Task brief |
In how many lines of the records below does the word "collections" appear? Reply with the number only.

Saved data entries
:::
//! Per-table ordered index (spec §4.4). A table couples a committed,
//! page-based on-disk tree (populated by reconciliation/checkpoint load)
//! with an in-memory update-chain overlay; cursors resolve reads by
//! walking a key's chain under the caller's snapshot and falling back to
//! the on-page value (spec §3's "Update visibility" invariant).
//!
//! The resident tree itself (internal pages, binary-search descent, split,
//! reverse-split/merge) lives in [`tree`], grounded on the teacher's
//! `btree::{reader, writer}`. Row-store and column-store share the same
//! tree machinery: column-store keys are just big-endian-encoded `u64`
//! record numbers, which the byte-lexicographic comparator already orders
//! numerically.

pub mod cell;
pub mod cursor;
pub mod page;
pub mod reconcile;
pub mod reference;
pub mod skiplist;
pub mod tree;

use std::cmp::Ordering;
use std::collections::HashMap;
use std::ops::Bound;
use std::sync::atomic::{AtomicU32, AtomicU64, Ordering as AtomicOrdering};
use std::sync::{Mutex, RwLock};

use crate::error::{Error, Result};
use crate::txn::update::{UpdateChain, UpdateValue};
use crate::txn::{OpKind, Transaction};

/// A key comparator; byte-lexicographic by default (SPEC_FULL.md's
/// resolution of the comparator Open Question).
pub type Comparator = dyn Fn(&[u8], &[u8]) -> Ordering + Send + Sync;

pub fn default_comparator() -> Box<Comparator> {
    Box::new(|a: &[u8], b: &[u8]| a.cmp(b))
}

/// Decode a column-store key (big-endian bytes, right-aligned into a
/// `u64`) back into its recno.
pub(crate) fn recno_of(key: &[u8]) -> u64 {
    let mut bytes = [0u8; 8];
    let n = key.len().min(8);
    bytes[8 - n..].copy_from_slice(&key[key.len() - n..]);
    u64::from_be_bytes(bytes)
}

/// Row-store tables key on application-chosen bytes; column-store tables
/// key on an auto-assigned, densely-packed big-endian recno (spec §3 /
/// §4.4's fixed/variable-length column format).
#[derive(Debug, Clone, Copy, PartialEq, Eq)]
pub enum TableKind {
    Row,
    Column,
}

/// A fast truncate computed but not yet committed: the tree it would
/// install and the guards it already CAS'd to `Deleted` on the old tree.
/// Rollback is simply dropping this without ever installing `new_root`.
struct PendingTruncate {
    new_root: tree::Node,
}

pub struct Table {
    pub name: String,
    id: AtomicU32,
    kind: TableKind,
    comparator: Box<Comparator>,
    base: RwLock<tree::Node>,
    chains: RwLock<std::collections::BTreeMap<Vec<u8>, UpdateChain>>,
    next_recno: AtomicU64,
    pending_truncates: Mutex<HashMap<u64, PendingTruncate>>,
}

impl Table {
    pub fn new(name: impl Into<String>) -> Self {
        Self::with_kind(name, TableKind::Row)
    }

    pub fn new_column(name: impl Into<String>) -> Self {
        Self::with_kind(name, TableKind::Column)
    }

    fn with_kind(name: impl Into<String>, kind: TableKind) -> Self {
        Self {
            name: name.into(),
            id: AtomicU32::new(0),
            kind,
            comparator: default_comparator(),
            base: RwLock::new(tree::Node::empty_leaf()),
            chains: RwLock::new(std::collections::BTreeMap::new()),
            next_recno: AtomicU64::new(1),
            pending_truncates: Mutex::new(HashMap::new()),
        }
    }

    pub fn with_comparator(name: impl Into<String>, comparator: Box<Comparator>) -> Self {
        Self {
            name: name.into(),
            id: AtomicU32::new(0),
            kind: TableKind::Row,
            comparator,
            base: RwLock::new(tree::Node::empty_leaf()),
            chains: RwLock::new(std::collections::BTreeMap::new()),
            next_recno: AtomicU64::new(1),
            pending_truncates: Mutex::new(HashMap::new()),
        }
    }

    pub fn id(&self) -> u32 {
        self.id.load(AtomicOrdering::SeqCst)
    }

    pub fn set_id(&self, id: u32) {
        self.id.store(id, AtomicOrdering::SeqCst);
    }

    pub fn kind(&self) -> TableKind {
        self.kind
    }

    pub fn compare(&self, a: &[u8], b: &[u8]) -> Ordering {
        (self.comparator)(a, b)
    }

    fn chain_for(&self, key: &[u8]) -> UpdateChain {
        if let Some(chain) = self.chains.read().unwrap().get(key) {
            return chain.clone();
        }
        let mut chains = self.chains.write().unwrap();
        chains.entry(key.to_vec()).or_insert_with(UpdateChain::new).clone()
    }

    fn on_page_value(&self, key: &[u8]) -> Option<Vec<u8>> {
        self.base.read().unwrap().get(key)
    }

    /// Search semantics per spec §4.4: does the key exist (`compare == 0`)
    /// and, if so, what is its currently-visible value under `txn`'s
    /// snapshot.
    pub fn search(&self, txn: &Transaction, key: &[u8]) -> Option<Vec<u8>> {
        let on_page = self.on_page_value(key);
        match self.chains.read().unwrap().get(key) {
            Some(chain) => chain.read(&txn.snapshot, on_page.as_deref()),
            None => on_page,
        }
    }

    pub fn insert(&self, txn: &Transaction, key: Vec<u8>, value: Vec<u8>) -> Result<()> {
        if key.is_empty() {
            return Err(Error::InvalidArgument("empty keys are disallowed".into()));
        }
        let chain = self.chain_for(&key);
        if chain.conflicts_with(txn.id, &txn.snapshot) {
            return Err(Error::Conflict { txn_id: txn.id });
        }
        chain.push(txn.id, 0, UpdateValue::Standard(value.clone()));
        txn.record_op(self.id(), key, OpKind::Put(value));
        Ok(())
    }

    /// Column-store "last-record insert auto-assigns next recno" (spec
    /// §8). Only valid on a [`TableKind::Column`] table.
    pub fn append(&self, txn: &Transaction, value: Vec<u8>) -> Result<u64> {
        if self.kind != TableKind::Column {
            return Err(Error::InvalidArgument("append is a column-store operation".into()));
        }
        let recno = self.next_recno.fetch_add(1, AtomicOrdering::SeqCst);
        let key = recno.to_be_bytes().to_vec();
        let chain = self.chain_for(&key);
        chain.push(txn.id, 0, UpdateValue::Standard(value.clone()));
        txn.record_op(self.id(), key, OpKind::Put(value));
        Ok(recno)
    }

    pub fn remove(&self, txn: &Transaction, key: &[u8]) -> Result<()> {
        let chain = self.chain_for(key);
        if chain.conflicts_with(txn.id, &txn.snapshot) {
            return Err(Error::Conflict { txn_id: txn.id });
        }
        chain.push(txn.id, 0, UpdateValue::Tombstone);
        txn.record_op(self.id(), key.to_vec(), OpKind::Remove);
        Ok(())
    }

    pub fn reserve(&self, txn: &Transaction, key: &[u8]) -> Result<()> {
        let chain = self.chain_for(key);
        if chain.conflicts_with(txn.id, &txn.snapshot) {
            return Err(Error::Conflict { txn_id: txn.id });
        }
        chain.push(txn.id, 0, UpdateValue::Reserved);
        Ok(())
    }

    pub fn modify(&self, txn: &Transaction, key: &[u8], fragments: Vec<crate::txn::modify::Fragment>) -> Result<()> {
        let chain = self.chain_for(key);
        if chain.conflicts_with(txn.id, &txn.snapshot) {
            return Err(Error::Conflict { txn_id: txn.id });
        }
        chain.push(txn.id, 0, UpdateValue::Modify(fragments.clone()));
        txn.record_op(self.id(), key.to_vec(), OpKind::Modify(fragments));
        Ok(())
    }

    /// Fast truncate (spec §4.4, column-store): drop every recno in
    /// `[start_recno, end_recno)` from the resident tree without visiting
    /// each one, staging the result under `txn`'s id until commit/abort
    /// decide whether to install it (end-to-end scenario 5).
    pub fn truncate_recno(&self, txn: &Transaction, start_recno: u64, end_recno: u64) -> Result<()> {
        if self.kind != TableKind::Column {
            return Err(Error::InvalidArgument("truncate_recno is a column-store operation".into()));
        }
        let start = start_recno.to_be_bytes().to_vec();
        let end = end_recno.to_be_bytes().to_vec();
        {
            // Any key resolved only through the chain overlay (not yet
            // reconciled into the tree) still needs a per-key tombstone;
            // this is the small, bounded "recently written" set, not the
            // bulk of the table, so it doesn't cost the truncate its
            // fast-path character.
            let chains = self.chains.read().unwrap();
            for (key, chain) in chains.range((Bound::Included(start.clone()), Bound::Excluded(end.clone()))) {
                if chain.conflicts_with(txn.id, &txn.snapshot) {
                    return Err(Error::Conflict { txn_id: txn.id });
                }
                chain.push(txn.id, 0, UpdateValue::Tombstone);
            }
        }
        let root = self.base.read().unwrap().clone();
        let (new_root, _dropped) = root.remove_range(&start, &end);
        self.pending_truncates.lock().unwrap().insert(txn.id, PendingTruncate { new_root });
        Ok(())
    }

    /// Install a pending truncate's result, if this table has one staged
    /// for `txn_id` (called from [`crate::session::Connection::commit_transaction`]).
    pub(crate) fn commit_pending_truncate(&self, txn_id: u64) {
        if let Some(pending) = self.pending_truncates.lock().unwrap().remove(&txn_id) {
            *self.base.write().unwrap() = pending.new_root;
        }
    }

    /// Discard a pending truncate without installing it; the old tree was
    /// never mutated, so this is the entire rollback (called from
    /// [`crate::session::Connection::rollback_transaction`]).
    pub(crate) fn abort_pending_truncate(&self, txn_id: u64) {
        self.pending_truncates.lock().unwrap().remove(&txn_id);
    }

    /// An ordered walk over every key with either an on-page value or a
    /// chain, deduplicated and sorted (spec §4.4 "tree walks").
    pub fn ordered_keys(&self) -> Vec<Vec<u8>> {
        let mut base_entries = Vec::new();
        self.base.read().unwrap().iter_range(&mut base_entries);
        let mut keys: Vec<Vec<u8>> = base_entries.into_iter().map(|(k, _)| k).collect();
        for k in self.chains.read().unwrap().keys() {
            if keys.binary_search(k).is_err() {
                keys.push(k.clone());
            }
        }
        keys.sort_by(|a, b| self.compare(a, b));
        keys.dedup();
        keys
    }

    pub(crate) fn base_snapshot(&self) -> Vec<(Vec<u8>, Vec<u8>)> {
        let mut out = Vec::new();
        self.base.read().unwrap().iter_range(&mut out);
        out
    }

    pub(crate) fn chain_snapshot(&self) -> Vec<(Vec<u8>, UpdateChain)> {
        self.chains.read().unwrap().iter().map(|(k, c)| (k.clone(), c.clone())).collect()
    }

    pub(crate) fn install_base(&self, entries: Vec<(Vec<u8>, Vec<u8>)>) {
        *self.base.write().unwrap() = tree::Node::bulk_load(entries);
    }

    /// Apply one committed write directly against the resident tree,
    /// without rebuilding it from a full snapshot (spec §4.7 recovery
    /// replay of `RowPut`/`RowRemove`/column ops).
    pub(crate) fn apply_put(&self, key: Vec<u8>, value: Vec<u8>) {
        let mut base = self.base.write().unwrap();
        *base = base.insert(key, value);
    }

    pub(crate) fn apply_remove(&self, key: &[u8]) {
        let mut base = self.base.write().unwrap();
        if let Some(next) = base.remove(key) {
            *base = next;
        }
    }

    /// Apply a recovered `ColTruncate` directly (no pending/rollback
    /// staging — the record only reaches replay once its transaction is
    /// already known-committed).
    pub(crate) fn apply_truncate_recno(&self, start_recno: u64, end_recno: u64) {
        let start = start_recno.to_be_bytes().to_vec();
        let end = end_recno.to_be_bytes().to_vec();
        let mut base = self.base.write().unwrap();
        let (new_root, _dropped) = base.remove_range(&start, &end);
        *base = new_root;
    }

    pub(crate) fn search_base_for_recovery(&self, key: &[u8]) -> Option<Vec<u8>> {
        self.on_page_value(key)
    }

    pub(crate) fn retire_chain(&self, key: &[u8]) {
        self.chains.write().unwrap().remove(key);
    }
}

#[cfg(test)]
mod tests {
    use super::*;
    use crate::txn::{IsolationLevel, TransactionManager};

    #[test]
    fn insert_then_search_is_visible_to_self() {
        let table = Table::new("t");
        let mgr = TransactionManager::new();
        let txn = mgr.begin(IsolationLevel::Snapshot);
        table.insert(&txn, b"k".to_vec(), b"v".to_vec()).unwrap();
        assert_eq!(table.search(&txn, b"k"), Some(b"v".to_vec()));
    }

    #[test]
    fn concurrent_writer_sees_conflict() {
        let table = Table::new("t");
        let mgr = TransactionManager::new();
        let t1 = mgr.begin(IsolationLevel::Snapshot);
        table.insert(&t1, b"k".to_vec(), b"v1".to_vec()).unwrap();
        let t2 = mgr.begin(IsolationLevel::Snapshot);
        assert!(table.insert(&t2, b"k".to_vec(), b"v2".to_vec()).is_err());
    }

    #[test]
    fn empty_key_is_rejected() {
        let table = Table::new("t");
        let mgr = TransactionManager::new();
        let txn = mgr.begin(IsolationLevel::Snapshot);
        assert!(table.insert(&txn, Vec::new(), b"v".to_vec()).is_err());
    }

    #[test]
    fn append_auto_assigns_increasing_recnos() {
        let table = Table::new_column("t");
        let mgr = TransactionManager::new();
        let txn = mgr.begin(IsolationLevel::Snapshot);
        let r1 = table.append(&txn, b"a".to_vec()).unwrap();
        let r2 = table.append(&txn, b"b".to_vec()).unwrap();
        assert!(r2 > r1);
        assert_eq!(table.search(&txn, &r1.to_be_bytes()), Some(b"a".to_vec()));
        assert_eq!(table.search(&txn, &r2.to_be_bytes()), Some(b"b".to_vec()));
    }

    #[test]
    fn truncate_recno_is_invisible_until_committed_and_reversible_on_abort() {
        let table = Table::new_column("t");
        let entries: Vec<(Vec<u8>, Vec<u8>)> =
            (0u64..8).map(|r| (r.to_be_bytes().to_vec(), format!("v{r}").into_bytes())).collect();
        table.install_base(entries);

        let mgr = TransactionManager::new();
        let txn2 = mgr.begin(IsolationLevel::Snapshot);
        table.truncate_recno(&txn2, 0, 8).unwrap();
        // Not yet committed: the tree is untouched.
        assert_eq!(table.search(&txn2, &0u64.to_be_bytes()), Some(b"v0".to_vec()));
        table.abort_pending_truncate(txn2.id);
        mgr.end(&txn2);
        assert_eq!(table.search(&txn2, &0u64.to_be_bytes()), Some(b"v0".to_vec()));

        let txn3 = mgr.begin(IsolationLevel::Snapshot);
        table.truncate_recno(&txn3, 0, 8).unwrap();
        table.commit_pending_truncate(txn3.id);
        mgr.end(&txn3);
        for r in 0u64..8 {
            assert_eq!(table.search(&txn3, &r.to_be_bytes()), None);
        }
    }
}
:::
Reply to the exercise |
4